The U.S. government’s battle against online casinos and their operators continues.
A federal grand jury has indicted two online casino businesses — Thrill X and BMX Entertainment — and three individuals with conducting an illegal gambling business and money laundering.
The indictments allege that the defendants own and manage illegal gambling businesses involving online sports betting. The affidavit alleges that online gambling sites are run by companies located outside of the U.S., while the majority of customers are in the U.S.
The two indictments were returned on April 26, 2011 and unsealed today.
As part of the investigation, 11 bank accounts located in Charlotte, North Carolina; Guam; Panama; Malta; Portugal; and the Netherlands; and domain names associated with 10 internet gambling sites were seized.
These 10 domain names were seized:
Bookmaker.com, 2Betsdi.com, Funtimebingo.com, Goldenarchcasino.com, Truepoker.com, Betmaker.com, Betgrandesports.com, Doylesroom.com, Betehorse.com and Beted.com.
Users trying to access these sites will be directed to a banner that provides notice that the domain name has been seized by order of the court. (As of the writing of this release, some of the sites were still active.)
Internet gambling operators rely upon the U.S. banking system, and more specifically, money-processing business generally called “payment processors,” to facilitate the movement of funds to and from their customers, the gamblers. Typically, an internet gambling operator directs the payment processor to collect funds from individual gamblers which are used to wager with the gambling organization. Those gambling proceeds are transferred to an offshore foreign bank. The internet gambling operator then sends a check or wire transfer from an offshore bank to the payment processor, directing the payment processor to distribute the money to gamblers for their winnings.
The affidavit filed in support of the seizure warrants alleges that Homeland Security Investigations in Baltimore, Maryland opened an undercover payment processor business, called Linwood Payment Solutions. Linwood allowed undercover agents to gain person-to-person contact with top managers of gambling organizations to discuss the Internet gambling business, to negotiate contracts and terms of the processing, and to handle the intricate movement and processing of collection and payment data from the gambling organizations to the banks.
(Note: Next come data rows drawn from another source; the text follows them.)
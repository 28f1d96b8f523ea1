use std::sync::Arc;
use std::time::Duration;

use async_trait::async_trait;
use log::{debug, warn};
use serde_json::{json, Value};

use crate::config::Config;
use crate::enumerate::ObjectWorkItem;
use crate::store::DescriptionRecord;

use super::error::GenerationError;
use super::payload::PayloadBuilder;
use super::response;
use super::retry::{RetryPolicy, Sleeper, TokioSleeper};

/// Result of one chat request, already classified by the transport.
#[derive(Debug)]
pub enum ChatOutcome {
    /// The answer text of the first choice.
    Success { text: String },
    /// Provider rate limit, optionally with its own wait hint.
    RateLimited { retry_after: Option<Duration> },
    /// Server-side failure or unreachable provider.
    Unavailable { reason: String },
    /// Non-transient rejection; retrying cannot help.
    Fatal { reason: String },
}

/// One chat request against the provider. The retry loop sits above
/// this seam, so transports never retry themselves.
#[async_trait]
pub trait ChatTransport: Send + Sync {
    async fn send(&self, body: &Value) -> ChatOutcome;
}

/// Transport for an OpenAI-compatible chat completions endpoint.
pub struct HttpChatTransport {
    http: reqwest::Client,
    api_url: String,
    api_key: String,
}

impl HttpChatTransport {
    pub fn new(api_url: String, api_key: String) -> Self {
        Self {
            http: reqwest::Client::new(),
            api_url,
            api_key,
        }
    }

    fn classify_error(e: reqwest::Error) -> ChatOutcome {
        if e.is_timeout() || e.is_connect() {
            ChatOutcome::Unavailable {
                reason: e.to_string(),
            }
        } else {
            ChatOutcome::Fatal {
                reason: e.to_string(),
            }
        }
    }
}

#[async_trait]
impl ChatTransport for HttpChatTransport {
    async fn send(&self, body: &Value) -> ChatOutcome {
        let response = match self
            .http
            .post(&self.api_url)
            .bearer_auth(&self.api_key)
            .json(body)
            .send()
            .await
        {
            Ok(response) => response,
            Err(e) => return Self::classify_error(e),
        };

        let status = response.status();

        if status.as_u16() == 429 {
            let retry_after = response
                .headers()
                .get(reqwest::header::RETRY_AFTER)
                .and_then(|v| v.to_str().ok())
                .and_then(|v| v.parse::<u64>().ok())
                .map(Duration::from_secs);
            return ChatOutcome::RateLimited { retry_after };
        }

        if status.is_server_error() {
            return ChatOutcome::Unavailable {
                reason: format!("server returned {status}"),
            };
        }

        if !status.is_success() {
            let detail = response.text().await.unwrap_or_default();
            return ChatOutcome::Fatal {
                reason: format!("server returned {status}: {detail}"),
            };
        }

        let payload: Value = match response.json().await {
            Ok(payload) => payload,
            Err(e) => {
                return ChatOutcome::Fatal {
                    reason: format!("malformed response body: {e}"),
                }
            }
        };

        match payload["choices"][0]["message"]["content"].as_str() {
            Some(text) => ChatOutcome::Success {
                text: text.to_string(),
            },
            None => ChatOutcome::Fatal {
                reason: "response carries no message content".to_string(),
            },
        }
    }
}

/// Produces one complete description record per work item.
#[async_trait]
pub trait GenerationClient: Send + Sync {
    async fn generate(
        &self,
        item: &ObjectWorkItem,
    ) -> Result<DescriptionRecord, GenerationError>;
}

/// [`GenerationClient`] for OpenAI-compatible chat models with
/// exponential-backoff retry on transient failures.
pub struct OpenAiClient<T: ChatTransport> {
    transport: T,
    model: String,
    temperature: f32,
    payload: PayloadBuilder,
    retry: RetryPolicy,
    sleeper: Arc<dyn Sleeper>,
}

impl OpenAiClient<HttpChatTransport> {
    pub fn from_config(config: &Config, api_key: String) -> Self {
        Self::new(
            HttpChatTransport::new(config.generation.api_url.clone(), api_key),
            config,
            Arc::new(TokioSleeper),
        )
    }
}

impl<T: ChatTransport> OpenAiClient<T> {
    pub fn new(transport: T, config: &Config, sleeper: Arc<dyn Sleeper>) -> Self {
        Self {
            transport,
            model: config.generation.model.clone(),
            temperature: config.generation.temperature,
            payload: PayloadBuilder::new(
                config.generation.prompt_template.clone(),
                config.resize_max_side,
            ),
            retry: RetryPolicy::from_config(&config.retry),
            sleeper,
        }
    }

    fn request_body(&self, content: Vec<Value>) -> Value {
        json!({
            "model": self.model,
            "temperature": self.temperature,
            "messages": [{ "role": "user", "content": content }],
        })
    }
}

#[async_trait]
impl<T: ChatTransport> GenerationClient for OpenAiClient<T> {
    async fn generate(
        &self,
        item: &ObjectWorkItem,
    ) -> Result<DescriptionRecord, GenerationError> {
        let body = self.request_body(self.payload.build(item)?);

        // Tracks which transient failure to report if every attempt fails.
        let mut rate_limited = false;
        let mut retry_hint: Option<Duration> = None;

        for attempt in 0..self.retry.max_attempts {
            if attempt > 0 {
                let backoff = self.retry.delay_for(attempt - 1);
                let delay = match retry_hint.take() {
                    Some(hint) => backoff.max(hint),
                    None => backoff,
                };
                debug!(
                    "Object {}: retry {} after {:.1}s",
                    item.object_id,
                    attempt,
                    delay.as_secs_f64()
                );
                self.sleeper.sleep(delay).await;
            }

            match self.transport.send(&body).await {
                ChatOutcome::Success { text } => {
                    return response::parse_record(&item.object_id, &text);
                }
                ChatOutcome::RateLimited { retry_after } => {
                    warn!(
                        "Object {}: rate limited on attempt {}",
                        item.object_id,
                        attempt + 1
                    );
                    rate_limited = true;
                    retry_hint = retry_after;
                }
                ChatOutcome::Unavailable { reason } => {
                    warn!(
                        "Object {}: service unavailable on attempt {}: {}",
                        item.object_id,
                        attempt + 1,
                        reason
                    );
                    rate_limited = false;
                }
                ChatOutcome::Fatal { reason } => {
                    return Err(GenerationError::Fatal(reason));
                }
            }
        }

        let attempts = self.retry.max_attempts;
        if rate_limited {
            Err(GenerationError::RateLimited { attempts })
        } else {
            Err(GenerationError::ServiceUnavailable { attempts })
        }
    }
}

#[cfg(test)]
mod tests {
    use super::*;
    use crate::metadata::ObjectMetadata;
    use image::{ImageBuffer, Rgb};
    use std::sync::Mutex;
    use tempfile::TempDir;

    /// Transport that replays a fixed sequence of outcomes.
    struct ScriptedTransport {
        script: Mutex<Vec<ChatOutcome>>,
        calls: Mutex<u32>,
    }

    impl ScriptedTransport {
        fn new(script: Vec<ChatOutcome>) -> Self {
            Self {
                script: Mutex::new(script),
                calls: Mutex::new(0),
            }
        }

        fn calls(&self) -> u32 {
            *self.calls.lock().unwrap()
        }
    }

    #[async_trait]
    impl ChatTransport for &ScriptedTransport {
        async fn send(&self, _body: &Value) -> ChatOutcome {
            *self.calls.lock().unwrap() += 1;
            let mut script = self.script.lock().unwrap();
            if script.is_empty() {
                ChatOutcome::Fatal {
                    reason: "script exhausted".to_string(),
                }
            } else {
                script.remove(0)
            }
        }
    }

    struct RecordingSleeper {
        delays: Mutex<Vec<Duration>>,
    }

    impl RecordingSleeper {
        fn new() -> Arc<Self> {
            Arc::new(Self {
                delays: Mutex::new(Vec::new()),
            })
        }

        fn delays(&self) -> Vec<Duration> {
            self.delays.lock().unwrap().clone()
        }
    }

    #[async_trait]
    impl Sleeper for RecordingSleeper {
        async fn sleep(&self, duration: Duration) {
            self.delays.lock().unwrap().push(duration);
        }
    }

    fn answer() -> ChatOutcome {
        ChatOutcome::Success {
            text: r#"{"english": "An electric kettle.", "german": "Ein Wasserkocher.",
                "polish": "Czajnik.", "french": "Une bouilloire.",
                "source_info": "not available", "technical_details": "Chromed body.",
                "historical_context": "not available", "conservation_notes": "Minor scratches.",
                "exhibition_history": "not available", "bibliography": "not available"}"#
                .to_string(),
        }
    }

    fn test_item(dir: &TempDir) -> ObjectWorkItem {
        let path = dir.path().join("1-1997-0457-000-000.jpg");
        let img: ImageBuffer<Rgb<u8>, Vec<u8>> =
            ImageBuffer::from_pixel(16, 16, Rgb([90, 90, 90]));
        img.save(&path).unwrap();

        ObjectWorkItem {
            object_id: "1-1997-0457".to_string(),
            image_paths: vec![path],
            metadata: ObjectMetadata::for_object("1-1997-0457"),
        }
    }

    fn client(
        transport: &ScriptedTransport,
        sleeper: Arc<RecordingSleeper>,
    ) -> OpenAiClient<&ScriptedTransport> {
        let config = crate::config::load_config_from_str(
            r#"{
                "version": "1.0",
                "input_directories": ["archive"],
                "descriptions_table": "descriptions.jsonl"
            }"#,
        )
        .unwrap();
        OpenAiClient::new(transport, &config, sleeper)
    }

    #[tokio::test]
    async fn test_first_attempt_success_sleeps_never() {
        let tmp = TempDir::new().unwrap();
        let transport = ScriptedTransport::new(vec![answer()]);
        let sleeper = RecordingSleeper::new();

        let record = client(&transport, sleeper.clone())
            .generate(&test_item(&tmp))
            .await
            .unwrap();

        assert_eq!(record.english, "An electric kettle.");
        assert_eq!(transport.calls(), 1);
        assert!(sleeper.delays().is_empty());
    }

    #[tokio::test]
    async fn test_rate_limit_retries_with_growing_backoff() {
        let tmp = TempDir::new().unwrap();
        let transport = ScriptedTransport::new(vec![
            ChatOutcome::RateLimited { retry_after: None },
            ChatOutcome::RateLimited { retry_after: None },
            answer(),
        ]);
        let sleeper = RecordingSleeper::new();

        let record = client(&transport, sleeper.clone())
            .generate(&test_item(&tmp))
            .await
            .unwrap();

        assert_eq!(record.object_id, "1-1997-0457");
        assert_eq!(transport.calls(), 3);
        assert_eq!(
            sleeper.delays(),
            vec![Duration::from_secs(2), Duration::from_secs(4)]
        );
    }

    #[tokio::test]
    async fn test_retry_after_hint_overrides_shorter_backoff() {
        let tmp = TempDir::new().unwrap();
        let transport = ScriptedTransport::new(vec![
            ChatOutcome::RateLimited {
                retry_after: Some(Duration::from_secs(10)),
            },
            answer(),
        ]);
        let sleeper = RecordingSleeper::new();

        client(&transport, sleeper.clone())
            .generate(&test_item(&tmp))
            .await
            .unwrap();

        assert_eq!(sleeper.delays(), vec![Duration::from_secs(10)]);
    }

    #[tokio::test]
    async fn test_exhausted_rate_limit_reports_attempt_count() {
        let tmp = TempDir::new().unwrap();
        let script = (0..6)
            .map(|_| ChatOutcome::RateLimited { retry_after: None })
            .collect();
        let transport = ScriptedTransport::new(script);
        let sleeper = RecordingSleeper::new();

        let err = client(&transport, sleeper.clone())
            .generate(&test_item(&tmp))
            .await
            .unwrap_err();

        assert!(matches!(err, GenerationError::RateLimited { attempts: 6 }));
        assert_eq!(transport.calls(), 6);
        assert_eq!(sleeper.delays().len(), 5);
    }

    #[tokio::test]
    async fn test_exhausted_unavailable_reports_as_unavailable() {
        let tmp = TempDir::new().unwrap();
        let script = (0..6)
            .map(|_| ChatOutcome::Unavailable {
                reason: "server returned 503".to_string(),
            })
            .collect();
        let transport = ScriptedTransport::new(script);

        let err = client(&transport, RecordingSleeper::new())
            .generate(&test_item(&tmp))
            .await
            .unwrap_err();

        assert!(matches!(
            err,
            GenerationError::ServiceUnavailable { attempts: 6 }
        ));
    }

    #[tokio::test]
    async fn test_fatal_outcome_stops_immediately() {
        let tmp = TempDir::new().unwrap();
        let transport = ScriptedTransport::new(vec![ChatOutcome::Fatal {
            reason: "invalid API key".to_string(),
        }]);
        let sleeper = RecordingSleeper::new();

        let err = client(&transport, sleeper.clone())
            .generate(&test_item(&tmp))
            .await
            .unwrap_err();

        assert!(err.aborts_run());
        assert_eq!(transport.calls(), 1);
        assert!(sleeper.delays().is_empty());
    }

    #[tokio::test]
    async fn test_backoff_is_capped_at_max_delay() {
        let tmp = TempDir::new().unwrap();
        let script = (0..6)
            .map(|_| ChatOutcome::Unavailable {
                reason: "timeout".to_string(),
            })
            .collect();
        let transport = ScriptedTransport::new(script);
        let sleeper = RecordingSleeper::new();

        let _ = client(&transport, sleeper.clone())
            .generate(&test_item(&tmp))
            .await;

        assert_eq!(
            sleeper.delays(),
            vec![
                Duration::from_secs(2),
                Duration::from_secs(4),
                Duration::from_secs(8),
                Duration::from_secs(16),
                Duration::from_secs(30),
            ]
        );
    }
}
The affidavit alleges that on November 12, 2009, a Maryland-based online gambler and cooperating informant confirmed that he/she frequented gambling sites, opened accounts and gambled in Maryland. The gambler agreed to set up online gambling accounts and was provided $500 to place bets on gambling websites. The gambler created an account on a BetEd website and placed several bets. On March 30, 2010, BetEd used Linwood to wire transfer $100 in winnings to the gambler’s bank account.
Linwood allegedly processed gambling transactions since 2009 for BetEd, K23 and other gambling organizations using banks located in Guam and Charlotte, North Carolina. According to the affidavit, between December 2009 and January 2011, Linwood processed over 300,000 transactions worth more than $33 million, including transactions for individuals in Maryland. Between February 2010 and March 2011 alone, BetEd directed Linwood to wire transfer over $2.5 million of collected gambling proceeds to bank accounts in Panama; and between February 2011 and April 2011, K23 directed Linwood to wire transfer over $91,000 of gambling proceeds to bank accounts in Portugal and Malta.
These indictments are seeking the forfeiture of the bank accounts used to process the gambling transactions, along with the domain names of websites used by the defendants.
The defendants in this case face a maximum sentence of five years for operating an illegal gambling business and a maximum of 20 years in prison for money laundering. As of the time of this story, a court appearance has not been scheduled.